The upper cervical spine is adjacent to the medulla oblongata, so when the cervical spine is injured, it can affect breathing and be life-threatening. So far, no mature upper cervical SCI animal model has been developed. Thus, there have been fewer studies of upper cervical SCI (Sharifalhoseini et al., 2017).

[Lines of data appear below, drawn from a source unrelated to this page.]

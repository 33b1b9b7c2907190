//! Home page with links into the rest of the application.

use leptos::prelude::*;
use leptos_router::components::A;

use crate::routes;

/// Home page — landing view with a link to the music sheet page.
#[component]
pub fn HomePage() -> impl IntoView {
    view! {
        <main class="home-page">
            <h1>"Home"</h1>
            <p>"Welcome. Pick a page to visit."</p>
            <A href={routes::MUSIC_SHEET} {..} class="btn">
                "Music Sheet"
            </A>
        </main>
    }
}
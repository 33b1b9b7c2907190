//! # musicsheet-ui
//!
//! Leptos + WASM frontend for the music sheet demo application.
//!
//! This crate contains the routing shell, the home and music sheet pages,
//! and a small browser-navigation helper. The music sheet page exists to
//! show client-side router navigation next to full browser navigation,
//! side by side.

pub mod app;
pub mod pages;
pub mod routes;
pub mod util;

/// WASM entry point — hydrates the server-rendered document.
#[cfg(feature = "hydrate")]
#[wasm_bindgen::prelude::wasm_bindgen]
pub fn hydrate() {
    use crate::app::App;

    console_error_panic_hook::set_once();
    let _ = console_log::init_with_level(log::Level::Debug);

    leptos::mount::hydrate_body(App);
}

To identify effective treatment strategies for acute upper SCI, we attempted to combine decompression with EA to treat acute upper SCI. Given the different effects of early and delayed decompression, we investigated the effect of EA combined with early or delayed decompression in rats with acute upper cervical SCI.
Materials and Methods
A total of 42 female Wistar rats aged 6 months and weighing 280 ± 20 g were obtained from the Laboratory Animal Center of the Academy of Military Medical Sciences in Beijing of China (animal license No. SCXK (Jun) 2017-0004). The rats were housed in individual cages at 23 ± 2°C, and allowed free access to food and water. The rats (n= 42) were equally and randomly divided into seven groups (n= 6 per group): sham, 12-hour SCI, 12-hour EA (SCI + EA), 12-hour methylprednisolone(MP) (SCI + MP), 48-hour SCI, 48-hour EA (SCI + EA), and 48-hour MP (SCI + MP). All experiments were approved by the Institutional Animal Care and Use Committee of the China-Japan Friendship Hospital of China (No. ).

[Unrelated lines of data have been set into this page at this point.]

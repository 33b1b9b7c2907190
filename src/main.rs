//! SSR host: serves the application over HTTP and hands rendered pages to
//! the WASM client for hydration.

#[cfg(feature = "ssr")]
#[tokio::main]
async fn main() {
    use axum::Router;
    use leptos::prelude::*;
    use leptos_axum::{LeptosRoutes, generate_route_list};
    use musicsheet_ui::app::{App, shell};
    use tower_http::trace::TraceLayer;

    tracing_subscriber::fmt::init();

    let conf = get_configuration(None).expect("invalid Leptos configuration");
    let addr = conf.leptos_options.site_addr;
    let leptos_options = conf.leptos_options;
    let routes = generate_route_list(App);

    let app = Router::new()
        .leptos_routes(&leptos_options, routes, {
            let leptos_options = leptos_options.clone();
            move || shell(leptos_options.clone())
        })
        .fallback(leptos_axum::file_and_error_handler(shell))
        .layer(TraceLayer::new_for_http())
        .with_state(leptos_options);

    let listener = tokio::net::TcpListener::bind(&addr)
        .await
        .expect("failed to bind");

    tracing::info!(%addr, "musicsheet-ui listening");
    axum::serve(listener, app).await.expect("server failed");
}

// The binary only exists for the server build; client code lives in the
// library and is mounted via `hydrate()`.
#[cfg(not(feature = "ssr"))]
fn main() {}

Establishment of SCI models
The establishment of an acute upper cervical SCI animal model was based on a previous study of ours (Tan et al.,2016). All rats were anesthetized with pentobarbital (Sigma-Aldrich, St. Louis, MO, USA). The external occipital protuberance was cut longitudinally to expose the atlanto-axial space and the atlanto-occipital space on the right side (Figure 1A). After removal of soft tissue and ligaments above the atlanto-axial space and the atlanto-occipital space, a balloon catheter (SPLX, 2.5 mm × 12.0 mm;Medtronic, Inc., Minneapolis, MN, USA) was inserted into the atlanto-occipital space, and the top of a balloon catheter was pulled out from the atlanto-occipital space (Figure 1B)by a balloon catheter compression system (Figure 1C). Finally, the balloon catheter was fi xed on the back and head of the rats (Figure 1D). When the rat models were successfully generated 24 hours later, the sham group was non-pressurized; in the other groups, the end of the balloon catheters was connected with manumotive force-pumps (30 atm,Medtronic, Inc.). Iohexol (General Electric Pharmaceutical Co., Ltd., Shanghai, China) was injected into the balloon catheter continuously until the pressure reached 3 bar (1 bar = 100 kPa). Half of the rats maintained the compression for 48 hours and the other half maintained the compression for 12 hours. The balloon catheters were then decompressed and removed. During the model development, all rats were kept in separate cages with free access to food and water at 25 ± 3°C. The standard of model evaluation was spasmodic oscillation of the tail, unilateral limb and body retraction,and unilateral or bilateral paralysis. If there were rat deaths or serious complications during the experiment, we would fi ll in the rats and make sure that each group had six rats.